I don't really know how to program in bash... I just copy and modify scripts that were handed to me in similar occasions. But I don't know how to implement this one.

Thanks in advance!
Ric
 
Physics news on Phys.org
  • #3
If you have Perl installed (it is often installed by default), you can try this program.

Perl:
open(IN, "<DATA.txt");
open(OUT, ">new.txt");
while( $line = <IN> ){
    if( $line =~ /freq\s*\(\s*(\d+)\).*?(\S+) \[cm/ ){
        print OUT "$1 $2\n";
    }
}
close IN;
close OUT;
 
  • Like
Likes dRic2
  • #4
Thanks a lot! awk works like a charm and I got everything I needed done. I'll be looking into Perl as well since I don't know what that is.
 
  • #5
I do all of these kinds of things in Python. It is much easier and more versatile than bash scripts or Perl.
 
Last edited:
  • Like
Likes jedishrfu
  • #6
phyzguy said:
I do all of these kinds of things in Python. It is much easier and more versatile than bash scripts or Perl.
1) I work remotely via ssh connection on a machine and I'm not sure if Phyton is installed on it...
2) I don't know python... sad but true. I' will try to learn the basics though
 
  • #7
I disagree. Perl is significantly easier than Python for a scripting task like this. I have re-coded several Python scripts done by Python advocates who are excellent programmers and ended up with much simpler programs. For example, Perl makes it much easier to capture the STDOUT output of a called application in a string and parse it.
That being said, I would currently recommend that a person learn Python rather than Perl because of several other advantages it has.

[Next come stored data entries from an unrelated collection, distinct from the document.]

//! # Module Server - API de haut niveau pour Axum
//!
//! Ce module fournit une abstraction simple pour créer des serveurs HTTP
//! avec Axum, en cachant la configuration et le routage.
//!
//! ## Fonctionnalités
//!
//! - **Routes JSON simples** : `add_route()`
//! - **Handlers avec état** : `add_handler_with_state()` (SSE, proxys, ...)
//! - **Documentation API** : OpenAPI/Swagger avec `add_openapi()`
//! - **Arrêt gracieux** : Ctrl+C

use crate::logs::{
    LogState, LoggingOptions, LogsApiDoc, create_logs_router, init_logging, log_dump, log_sse,
};
use anyhow::{Context, Result};
use axum::handler::Handler;
use axum::routing::get;
use axum::{Json, Router};
use hrconfig::get_config;
use serde::Serialize;
use std::future::Future;
use std::net::SocketAddr;
use std::sync::Arc;
use tokio::{signal, sync::RwLock, task::JoinHandle};
use tracing::{error, info};
use utoipa::OpenApi;
use utoipa_swagger_ui::SwaggerUi;

const DEFAULT_SERVER_NAME: &str = "HomeRadio";

/// Info serveur sérialisable
#[derive(Debug, Clone, Serialize, utoipa::ToSchema)]
pub struct ServerInfo {
    pub name: String,
    pub base_url: String,
    pub http_port: u16,
}

/// Serveur principal
pub struct Server {
    name: String,
    base_url: String,
    http_port: u16,
    router: Arc<RwLock<Router>>,
    join_handle: Option<JoinHandle<()>>,
    log_state: Option<LogState>,
}

impl Server {
    /// Crée une nouvelle instance de serveur
    ///
    /// * `name` - Nom du serveur (pour les logs)
    /// * `base_url` - Nom d'hôte annoncé (ex: "localhost")
    /// * `http_port` - Port HTTP à écouter
    pub fn new(name: impl Into<String>, base_url: impl Into<String>, http_port: u16) -> Self {
        Self {
            name: name.into(),
            base_url: base_url.into(),
            http_port,
            router: Arc::new(RwLock::new(Router::new())),
            join_handle: None,
            log_state: None,
        }
    }

    /// Serveur configuré depuis `host.base_url` et `host.http_port`
    pub fn new_configured() -> Self {
        ServerBuilder::new_configured().build()
    }

    async fn mount(&mut self, path: &str, route: Router) {
        let mut r = self.router.write().await;
        *r = if path == "/" {
            std::mem::take(&mut *r).merge(route)
        } else {
            std::mem::take(&mut *r).nest(path, route)
        };
    }

    /// Ajoute une route JSON dynamique
    ///
    /// La closure est appelée à chaque requête GET sur `path`.
    ///
    /// ```rust,no_run
    /// # use hrserver::Server;
    /// # #[tokio::main]
    /// # async fn main() {
    /// # let mut server = Server::new("Test", "localhost", 3000);
    /// server.add_route("/info", || async {
    ///     serde_json::json!({"name": "HomeRadio", "version": "0.1.0"})
    /// }).await;
    /// # }
    /// ```
    pub async fn add_route<F, Fut, T>(&mut self, path: &str, f: F)
    where
        F: Fn() -> Fut + Send + Sync + 'static,
        Fut: Future<Output = T> + Send + 'static,
        T: Serialize + Send + 'static,
    {
        let f = Arc::new(f);
        let handler = move || {
            let f = f.clone();
            async move { Json(f().await) }
        };

        self.mount(path, Router::new().route("/", get(handler))).await;
    }

    /// Ajoute un handler GET avec état
    pub async fn add_handler_with_state<H, T, S>(&mut self, path: &str, handler: H, state: S)
    where
        H: Handler<T, S> + Clone + 'static,
        T: 'static,
        S: Clone + Send + Sync + 'static,
    {
        let route = Router::new().route("/", get(handler)).with_state(state);
        self.mount(path, route).await;
    }

    /// Ajoute une API documentée avec OpenAPI et Swagger UI
    ///
    /// Les routes de `api_router` sont montées sous `/api/{name}`, la
    /// documentation sous `/swagger-ui/{name}` et la spécification sous
    /// `/api-docs/{name}.json`.
    pub async fn add_openapi(
        &mut self,
        api_router: Router,
        openapi: utoipa::openapi::OpenApi,
        name: &str,
    ) {
        let swagger = SwaggerUi::new(format!("/swagger-ui/{}", name))
            .url(format!("/api-docs/{}.json", name), openapi);

        let nested_router = Router::new().nest(&format!("/api/{}", name), api_router);

        let mut r = self.router.write().await;
        *r = std::mem::take(&mut *r).merge(nested_router).merge(swagger);
    }

    /// Ajoute un sous-router au serveur
    ///
    /// - Si `path` est "/", merge directement au router principal
    /// - Sinon, nest le router sous le chemin donné
    pub async fn add_router(&mut self, path: &str, sub_router: Router) {
        let normalized = format!("/{}", path.trim_start_matches('/'));
        self.mount(&normalized, sub_router).await;
    }

    /// Copie du router courant
    pub async fn router(&self) -> Router {
        self.router.read().await.clone()
    }

    /// Démarre le serveur HTTP
    ///
    /// Le port est ouvert avant le retour, de sorte qu'une erreur de bind est
    /// remontée à l'appelant. Le service tourne ensuite jusqu'à Ctrl+C.
    pub async fn start(&mut self) -> Result<()> {
        let addr = SocketAddr::from(([0, 0, 0, 0], self.http_port));
        let listener = tokio::net::TcpListener::bind(addr)
            .await
            .with_context(|| format!("Cannot bind HTTP port {}", self.http_port))?;

        info!(
            "Server {} running at http://{}:{}",
            self.name, self.base_url, self.http_port
        );

        let router = self.router().await;
        let server_task = tokio::spawn(async move {
            if let Err(e) = axum::serve(listener, router.into_make_service()).await {
                error!("HTTP server stopped: {}", e);
            }
        });

        let shutdown_task = tokio::spawn(async move {
            match signal::ctrl_c().await {
                Ok(()) => info!("Ctrl+C reçu, arrêt gracieux"),
                Err(e) => {
                    error!("Failed to listen for Ctrl+C: {}", e);
                    std::future::pending::<()>().await;
                }
            }
        });

        self.join_handle = Some(tokio::spawn(async move {
            tokio::select! {
                _ = server_task => {},
                _ = shutdown_task => {},
            }
        }));

        Ok(())
    }

    /// Attend la fin du serveur
    pub async fn wait(&mut self) {
        if let Some(h) = self.join_handle.take() {
            let _ = h.await;
        }
    }

    /// Récupère les infos du serveur
    pub fn info(&self) -> ServerInfo {
        ServerInfo {
            name: self.name.clone(),
            base_url: self.base_url.clone(),
            http_port: self.http_port,
        }
    }

    pub fn log_state(&self) -> Option<&LogState> {
        self.log_state.as_ref()
    }

    /// Initialise le logging et enregistre les routes de logs
    ///
    /// Routes enregistrées :
    /// - `GET /log-sse` : flux SSE des logs
    /// - `GET /log-dump` : contenu du buffer
    /// - `GET|POST /api/logs/log_setup` : niveau de log
    pub async fn init_logging(&mut self, options: LoggingOptions) -> LogState {
        let log_state = init_logging(options);
        self.add_log_routes(log_state.clone()).await;
        log_state
    }

    /// Enregistre les routes de logs pour un [`LogState`] existant
    pub async fn add_log_routes(&mut self, log_state: LogState) {
        self.add_handler_with_state("/log-sse", log_sse, log_state.clone())
            .await;
        self.add_handler_with_state("/log-dump", log_dump, log_state.clone())
            .await;
        self.add_openapi(
            create_logs_router(log_state.clone()),
            LogsApiDoc::openapi(),
            "logs",
        )
        .await;

        self.log_state = Some(log_state);
    }
}

/// Builder pattern
pub struct ServerBuilder {
    name: String,
    base_url: String,
    http_port: u16,
}

impl ServerBuilder {
    pub fn new(name: impl Into<String>, base_url: impl Into<String>, http_port: u16) -> Self {
        Self {
            name: name.into(),
            base_url: base_url.into(),
            http_port,
        }
    }

    pub fn new_configured() -> Self {
        let config = get_config();
        Self {
            name: DEFAULT_SERVER_NAME.to_string(),
            base_url: config.get_base_url(),
            http_port: config.get_http_port(),
        }
    }

    pub fn name(mut self, name: impl Into<String>) -> Self {
        self.name = name.into();
        self
    }

    pub fn http_port(mut self, port: u16) -> Self {
        self.http_port = port;
        self
    }

    /// Construit le serveur
    pub fn build(self) -> Server {
        Server::new(self.name, self.base_url, self.http_port)
    }
}
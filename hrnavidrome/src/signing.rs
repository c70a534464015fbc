//! Authentification par jeton Subsonic
//!
//! Chaque requête porte `t = md5(password + salt)` et `s = salt`, avec un sel
//! tiré au hasard à chaque appel.

use md5::{Digest, Md5};
use rand::Rng;
use url::Url;

/// Version de l'API Subsonic annoncée
pub const API_VERSION: &str = "1.16.1";

/// Nom du client annoncé
pub const CLIENT_NAME: &str = "home-radio";

const SALT_LEN: usize = 8;
const SALT_CHARSET: &[u8] = b"abcdefghijklmnopqrstuvwxyz0123456789";

/// Génère un sel aléatoire de 8 caractères base 36
pub fn generate_salt() -> String {
    let mut rng = rand::rng();
    (0..SALT_LEN)
        .map(|_| SALT_CHARSET[rng.random_range(0..SALT_CHARSET.len())] as char)
        .collect()
}

/// Jeton hexadécimal `md5(password + salt)`
pub fn token(password: &str, salt: &str) -> String {
    let mut hasher = Md5::new();
    hasher.update(password.as_bytes());
    hasher.update(salt.as_bytes());
    format!("{:x}", hasher.finalize())
}

/// Ajoute les paramètres d'authentification à `url` avec un sel neuf
pub fn sign(url: &mut Url, username: &str, password: &str) {
    let salt = generate_salt();
    let token = token(password, &salt);

    url.query_pairs_mut()
        .append_pair("u", username)
        .append_pair("t", &token)
        .append_pair("s", &salt)
        .append_pair("v", API_VERSION)
        .append_pair("c", CLIENT_NAME)
        .append_pair("f", "json");
}
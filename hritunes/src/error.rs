//! Error types for the iTunes client

/// Result type alias for iTunes operations
pub type Result<T> = std::result::Result<T, ItunesError>;

/// Errors that can occur when searching the iTunes catalog
#[derive(Debug, thiserror::Error)]
pub enum ItunesError {
    /// The request was rejected before reaching the network
    #[error("Bad request: {0}")]
    BadRequest(String),

    /// The iTunes API answered with an error status
    #[error("iTunes returned {status}: {message}")]
    Upstream { status: u16, message: String },

    /// HTTP request failed
    #[error("HTTP request failed: {0}")]
    Http(#[from] reqwest::Error),

    /// JSON parsing failed
    #[error("JSON parsing failed: {0}")]
    Json(#[from] serde_json::Error),

    /// Invalid URL
    #[error("Invalid URL: {0}")]
    InvalidUrl(#[from] url::ParseError),
}

impl ItunesError {
    pub fn bad_request(msg: impl Into<String>) -> Self {
        Self::BadRequest(msg.into())
    }
}
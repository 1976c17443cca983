//! Configuration injected into a [`LineFile`](crate::file::LineFile).
//!
//! Line splitting and joining both go through [`LineTerminator`], so a file
//! written by this crate is always read back with the same line boundaries.

/// The sequence that separates lines on disk.
#[derive(Debug, Clone, Copy, PartialEq, Eq, Default)]
pub enum LineTerminator {
    /// `"\n"`
    #[default]
    Lf,
    /// `"\r\n"`
    CrLf,
    /// Whatever the host platform uses: `"\r\n"` on Windows, `"\n"` elsewhere.
    Platform,
}

impl LineTerminator {
    /// Returns the terminator as a string slice, resolving `Platform`.
    pub fn as_str(&self) -> &'static str {
        match self {
            LineTerminator::Lf => "\n",
            LineTerminator::CrLf => "\r\n",
            LineTerminator::Platform => {
                if cfg!(windows) {
                    "\r\n"
                } else {
                    "\n"
                }
            }
        }
    }

    /// Splits `content` into lines.
    ///
    /// Empty content yields a single empty line and a trailing terminator
    /// yields a trailing empty line.
    pub fn split(&self, content: &str) -> Vec<String> {
        content.split(self.as_str()).map(str::to_owned).collect()
    }

    /// Joins `lines` with the terminator. No terminator follows the last line.
    pub fn join<S: AsRef<str>>(&self, lines: &[S]) -> String {
        let mut out = String::new();
        for (i, line) in lines.iter().enumerate() {
            if i > 0 {
                out.push_str(self.as_str());
            }
            out.push_str(line.as_ref());
        }
        out
    }
}

/// How overwrites reach the disk.
#[derive(Debug, Clone, Copy, PartialEq, Eq, Default)]
pub enum WriteStrategy {
    /// Truncate the target and write in place.
    #[default]
    Direct,
    /// Write to a temporary file beside the target, then rename it over the target.
    ///
    /// Appends are never atomic.
    Atomic,
}

#[derive(Debug, Clone, Copy, PartialEq, Eq, Default)]
pub struct LineFileOptions {
    pub terminator: LineTerminator,
    pub write_strategy: WriteStrategy,
}

impl LineFileOptions {
    pub fn with_terminator(mut self, terminator: LineTerminator) -> Self {
        self.terminator = terminator;
        self
    }

    pub fn with_write_strategy(mut self, write_strategy: WriteStrategy) -> Self {
        self.write_strategy = write_strategy;
        self
    }
}
use thiserror::Error;

#[derive(Debug, Error)]
pub enum LinesError {
    #[error(transparent)]
    Line(#[from] crate::file::LineFileError),

    #[error(transparent)]
    Repository(#[from] crate::repository::RepositoryError),

    #[error(transparent)]
    Io(#[from] std::io::Error),
}

pub type LinesResult<T> = Result<T, LinesError>;
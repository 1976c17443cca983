use crate::options::{LineFileOptions, WriteStrategy};
use crate::search::LineQuery;
use log::{debug, trace, warn};
use std::fs::{self, OpenOptions};
use std::io::{ErrorKind, Write};
use std::path::{Path, PathBuf};
use tempfile::NamedTempFile;
use thiserror::Error;

#[derive(Debug, Error)]
pub enum LineFileError {
    #[error("line {line} is out of range for a file of {len} lines")]
    LineOutOfRange { line: usize, len: usize },

    #[error("line {line} is empty and cannot be substituted by value")]
    EmptySubstitution { line: usize },

    #[error(transparent)]
    FileError(#[from] std::io::Error),
}

/// A text file addressed by zero-based line index.
///
/// Holds only the path and options. Every operation opens the file, does its
/// work and closes it again before returning, so two calls never share a
/// handle and nothing is cached between them. Concurrent writers to the same
/// path are not coordinated; callers that need that must serialize access.
#[derive(Debug, Clone)]
pub struct LineFile {
    path: PathBuf,
    options: LineFileOptions,
}

impl LineFile {
    /// Binds a `LineFile` to `path` with default options (`\n`, direct writes).
    ///
    /// Creates an empty file when nothing exists at `path`. Missing parent
    /// directories are not created; that and any other filesystem failure is
    /// returned as `FileError`.
    pub fn new<P: AsRef<Path>>(path: P) -> Result<LineFile, LineFileError> {
        Self::with_options(path, LineFileOptions::default())
    }

    /// Same as [`LineFile::new`] with explicit options.
    pub fn with_options<P: AsRef<Path>>(
        path: P,
        options: LineFileOptions,
    ) -> Result<LineFile, LineFileError> {
        let path = path.as_ref().to_path_buf();

        if !path.is_file() {
            match OpenOptions::new().write(true).create_new(true).open(&path) {
                Ok(_) => debug!("created empty file {}", path.display()),
                // someone else created it between the check and the open
                Err(e) if e.kind() == ErrorKind::AlreadyExists && path.is_file() => {
                    warn!("{} appeared while being created", path.display())
                }
                Err(e) => return Err(LineFileError::FileError(e)),
            }
        }

        Ok(LineFile { path, options })
    }

    pub fn path(&self) -> &Path {
        &self.path
    }

    pub fn options(&self) -> &LineFileOptions {
        &self.options
    }

    /// Reads the whole file verbatim.
    pub fn read_all(&self) -> Result<String, LineFileError> {
        let content = fs::read_to_string(&self.path)?;
        trace!("read {} bytes from {}", content.len(), self.path.display());
        Ok(content)
    }

    /// Reads the file split on the configured terminator.
    ///
    /// An empty file is one empty line; a trailing terminator adds a trailing
    /// empty line.
    pub fn read_lines(&self) -> Result<Vec<String>, LineFileError> {
        Ok(self.options.terminator.split(&self.read_all()?))
    }

    pub fn line_count(&self) -> Result<usize, LineFileError> {
        Ok(self.read_lines()?.len())
    }

    /// Returns the line at index `line`.
    ///
    /// # Errors
    /// [`LineFileError::LineOutOfRange`] when `line` is not below the line count.
    pub fn find_line(&self, line: usize) -> Result<String, LineFileError> {
        let mut lines = self.read_lines()?;
        check_line(&lines, line)?;
        Ok(lines.swap_remove(line))
    }

    /// Returns the first non-blank line containing `key`, ignoring case.
    ///
    /// An absent key searches nothing and yields `Ok(None)`.
    pub fn find_line_containing(&self, key: Option<&str>) -> Result<Option<String>, LineFileError> {
        LineQuery::new(self).first(key)
    }

    /// Returns every non-blank line containing `key`, ignoring case, in order.
    ///
    /// `Ok(None)` means no search was performed because `key` was absent;
    /// `Ok(Some(vec![]))` means the search ran and matched nothing.
    pub fn find_lines(&self, key: Option<&str>) -> Result<Option<Vec<String>>, LineFileError> {
        LineQuery::new(self).all(key)
    }

    /// Index of the first line exactly equal to `line`, if any.
    pub fn get_line_number(&self, line: &str) -> Result<Option<usize>, LineFileError> {
        Ok(self.read_lines()?.iter().position(|l| l == line))
    }

    /// Writes `text` verbatim, replacing the content or appending to it.
    ///
    /// Overwrites honour [`WriteStrategy`]; appends always go straight to the file.
    pub fn write(&self, text: &str, append: bool) -> Result<(), LineFileError> {
        if append {
            let mut file = OpenOptions::new()
                .append(true)
                .create(true)
                .open(&self.path)?;
            file.write_all(text.as_bytes())?;
        } else {
            match self.options.write_strategy {
                WriteStrategy::Direct => fs::write(&self.path, text)?,
                WriteStrategy::Atomic => self.write_atomic(text.as_bytes())?,
            }
        }

        debug!(
            "wrote {} bytes to {} (append: {append})",
            text.len(),
            self.path.display()
        );
        Ok(())
    }

    /// Like [`LineFile::write`] followed by one terminator.
    pub fn write_line(&self, text: &str, append: bool) -> Result<(), LineFileError> {
        let mut record = String::with_capacity(text.len() + 2);
        record.push_str(text);
        record.push_str(self.options.terminator.as_str());
        self.write(&record, append)
    }

    /// Replaces the line at `line` with `text`.
    ///
    /// Despite the name the line count does not change: the target line is
    /// overwritten in place and the file is rewritten without a trailing
    /// terminator.
    pub fn insert_line(&self, text: &str, line: usize) -> Result<(), LineFileError> {
        let mut lines = self.read_lines()?;
        check_line(&lines, line)?;

        lines[line] = text.to_owned();
        debug!("replacing line {line} of {}", self.path.display());
        self.rewrite(&lines)
    }

    /// Replaces the first occurrence of line `line`'s current text anywhere in
    /// the file with `text`.
    ///
    /// This is a substitution keyed by value, not position: when the same
    /// text occurs earlier (as a duplicate line or inside another line) that
    /// earlier occurrence is the one replaced.
    ///
    /// # Errors
    /// - [`LineFileError::LineOutOfRange`] when `line` is not below the line count
    /// - [`LineFileError::EmptySubstitution`] when the targeted line is empty
    pub fn update_line(&self, text: &str, line: usize) -> Result<(), LineFileError> {
        let content = self.read_all()?;
        let lines = self.options.terminator.split(&content);
        check_line(&lines, line)?;

        let old = &lines[line];
        if old.is_empty() {
            return Err(LineFileError::EmptySubstitution { line });
        }

        debug!(
            "substituting first occurrence of line {line} in {}",
            self.path.display()
        );
        self.write(&content.replacen(old.as_str(), text, 1), false)
    }

    /// Removes every line whose text equals the text of line `line`.
    ///
    /// Duplicates elsewhere in the file go too. Use
    /// [`LineFile::remove_line_at`] to remove a single line by position.
    pub fn delete_line(&self, line: usize) -> Result<(), LineFileError> {
        let mut lines = self.read_lines()?;
        check_line(&lines, line)?;

        let target = lines[line].clone();
        let before = lines.len();
        lines.retain(|l| *l != target);

        debug!(
            "deleting {} line(s) matching line {line} of {}",
            before - lines.len(),
            self.path.display()
        );
        self.rewrite(&lines)
    }

    /// Removes exactly the line at `line`.
    pub fn remove_line_at(&self, line: usize) -> Result<(), LineFileError> {
        let mut lines = self.read_lines()?;
        check_line(&lines, line)?;

        lines.remove(line);
        debug!("removing line {line} of {}", self.path.display());
        self.rewrite(&lines)
    }

    fn rewrite(&self, lines: &[String]) -> Result<(), LineFileError> {
        self.write(&self.options.terminator.join(lines), false)
    }

    /// Writes `data` to a temporary file next to the target and renames it
    /// over the target, so readers see either the old or the new content.
    ///
    /// A symlinked path is written through to the file it points at, and the
    /// replacement keeps that file's permissions.
    fn write_atomic(&self, data: &[u8]) -> Result<(), LineFileError> {
        let target = match fs::canonicalize(&self.path) {
            Ok(target) => target,
            Err(e) if e.kind() == ErrorKind::NotFound => self.path.clone(),
            Err(e) => return Err(LineFileError::FileError(e)),
        };

        let dir = match target.parent() {
            Some(dir) if !dir.as_os_str().is_empty() => dir,
            _ => Path::new("."),
        };

        let mut tmp = NamedTempFile::new_in(dir)?;
        match fs::metadata(&target) {
            Ok(metadata) => tmp.as_file().set_permissions(metadata.permissions())?,
            Err(e) if e.kind() == ErrorKind::NotFound => {}
            Err(e) => return Err(LineFileError::FileError(e)),
        }

        tmp.write_all(data)?;
        tmp.persist(&target).map_err(|e| {
            warn!("failed to persist {}: {}", target.display(), e.error);
            LineFileError::FileError(e.error)
        })?;
        Ok(())
    }
}

fn check_line(lines: &[String], line: usize) -> Result<(), LineFileError> {
    if line >= lines.len() {
        return Err(LineFileError::LineOutOfRange {
            line,
            len: lines.len(),
        });
    }
    Ok(())
}
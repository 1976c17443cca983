use crate::file::LineFile;
use crate::repository::{Repository, RepositoryEntity, RepositoryError};
use log::debug;
use std::marker::PhantomData;

/// A [`Repository`] keeping one entity per line of a [`LineFile`].
///
/// Blank lines are skipped when loading. Entities are addressed by id; the
/// line they occupy is looked up again on every call since the file may have
/// changed in between.
pub struct LineRepository<'a, E> {
    file: &'a LineFile,
    _entity: PhantomData<fn() -> E>,
}

impl<'a, E> LineRepository<'a, E>
where
    E: RepositoryEntity<String>,
{
    /// Creates a repository over the given [`LineFile`].
    pub fn new(file: &'a LineFile) -> Self {
        LineRepository {
            file,
            _entity: PhantomData,
        }
    }

    /// Returns the file backing this repository.
    pub fn file(&self) -> &LineFile {
        self.file
    }

    /// Loads every entity together with the line it was read from.
    ///
    /// # Errors
    /// Returns [`RepositoryError::Entity`] for the first line that fails to build.
    fn records(&self) -> Result<Vec<(usize, E)>, RepositoryError> {
        let mut records = Vec::new();
        for (line, text) in self.file.read_lines()?.into_iter().enumerate() {
            if text.trim().is_empty() {
                continue;
            }

            let entity = E::build_entity(text).map_err(|e| RepositoryError::Entity {
                line,
                source: Box::new(e),
            })?;
            records.push((line, entity));
        }
        Ok(records)
    }

    fn position_of(&self, id: &E::Id) -> Result<Option<usize>, RepositoryError> {
        Ok(self
            .records()?
            .into_iter()
            .find(|(_, entity)| entity.id() == id)
            .map(|(line, _)| line))
    }

    /// Serializes `entity`, rejecting forms that would not survive a reload
    /// as exactly one line.
    fn record_of(&self, entity: &E) -> Result<String, RepositoryError> {
        let record = entity.save_entity();

        if record.trim().is_empty() {
            return Err(RepositoryError::InvalidRecord(format!(
                "entity {:?} saved as a blank line",
                entity.id()
            )));
        }

        if record.contains(&['\n', '\r'][..]) {
            return Err(RepositoryError::InvalidRecord(format!(
                "entity {:?} saved across several lines",
                entity.id()
            )));
        }

        Ok(record)
    }
}

impl<'a, E> Repository<E, String> for LineRepository<'a, E>
where
    E: RepositoryEntity<String>,
{
    fn entities(&self) -> Result<Vec<E>, RepositoryError> {
        Ok(self
            .records()?
            .into_iter()
            .map(|(_, entity)| entity)
            .collect())
    }

    fn get_by_id(&self, id: &E::Id) -> Result<Option<E>, RepositoryError> {
        Ok(self
            .records()?
            .into_iter()
            .map(|(_, entity)| entity)
            .find(|entity| entity.id() == id))
    }

    fn insert(&self, entity: &E) -> Result<bool, RepositoryError> {
        let record = self.record_of(entity)?;

        if self.position_of(entity.id())?.is_some() {
            return Ok(false);
        }

        let content = self.file.read_all()?;
        let terminator = self.file.options().terminator.as_str();

        if content.is_empty() || content.ends_with(terminator) {
            self.file.write(&record, true)?;
        } else {
            self.file.write(&format!("{terminator}{record}"), true)?;
        }

        debug!(
            "inserted entity {:?} into {}",
            entity.id(),
            self.file.path().display()
        );
        Ok(true)
    }

    fn delete(&self, entity: &E) -> Result<bool, RepositoryError> {
        let Some(line) = self.position_of(entity.id())? else {
            return Ok(false);
        };

        self.file.remove_line_at(line)?;
        debug!(
            "deleted entity {:?} from line {line} of {}",
            entity.id(),
            self.file.path().display()
        );
        Ok(true)
    }

    fn update(&self, entity: &E) -> Result<bool, RepositoryError> {
        let record = self.record_of(entity)?;

        let Some(line) = self.position_of(entity.id())? else {
            return Ok(false);
        };

        self.file.insert_line(&record, line)?;
        debug!(
            "updated entity {:?} on line {line} of {}",
            entity.id(),
            self.file.path().display()
        );
        Ok(true)
    }
}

Another thing I like about Perl is how easy and natural it is to include error checking and warnings. Here is the code above with some error checking:

Perl with some simple error checking and warnings:
open(IN, "<DATA.txt") or die "ERROR: Can't open DATA.txt to read";
open(OUT, ">new.txt") or die "ERROR: Can't open new.txt to write" ;
while( $line = <IN> ){
    $lineNum++;
    if( $line =~ /freq\s*\(\s*(\d+)\).*?(\S+) \[cm/ ){
        print OUT "$1 $2\n";
    }elsif( $line =~ /freq/ ){
        warn "Line $lineNum wasn't parsed correctly:\n$line\n";
    }
}
close IN;
close OUT;
 
Last edited:
  • #8
dRic2 said:
1) I work remotely via ssh connection on a machine and I'm not sure if Phyton is installed on it...
2) I don't know python... sad but true. I' will try to learn the basics though
Most Unix systems have Python installed by default. I just find Python more capable and easier to use than Perl or shell scripts, and once you've learned Python you can do many more things that you can't do with scripting languages. But these things are a matter of taste, so use whichever makes the job easier for you. I think the most important thing is not how simple or elegant the program is. The important thing is how long it takes you to get the program coded up and working.
 
  • #9
phyzguy said:
Most Unix systems have Python installed by default. I just find Python more capable and easier to use than Perl or shell scripts, and once you've learned Python you can do many more things that you can't do with scripting languages. But these things are a matter of taste, so use whichever makes the job easier for you. I think the most important thing is not how simple or elegant the program is. The important thing is how long it takes you to get the program coded up and working.
IMHO, the great advantage now of Python over Perl (which I still think is a better OS scripting language) is the great interest and thriving community of users. There are so many scientific hobbies, like robotics, artificial intelligence, gaming, etc., where Python works within an entire environment for that hobby. In many (most?) of those hobbies, the Python code is a small fraction of the learning and most of the effort is in learning how to use the specific tools for the hobby (which is the fun part).
 
  • Like
Likes jedishrfu
  • #10
A slight adjustment shows Awk to be very versatile too:
Bash:
awk -e ‘/freq/ { print $4 }’ data.txt
 
  • #11
jedishrfu said:
A slight adjustment shows Awk to be very versatile too:
Bash:
awk -e ‘/freq/ { print $4 }’ data.txt
People who do a lot of work with combinations of sed and awk are likely to go crazy. There is a good reason that Perl was developed and completely transformed that kind of work.
 
  • #12
I seldom used sed. While working on PC DOS, I happened upon the Thompson toolkit which provided unix commands for the PC world. In that collection was the Awk compiler which could generate exe files. I was in a slump at the time doing C utilities for our group and Awk transformed my work productivity that I began doing a lot of tools using it exclusively.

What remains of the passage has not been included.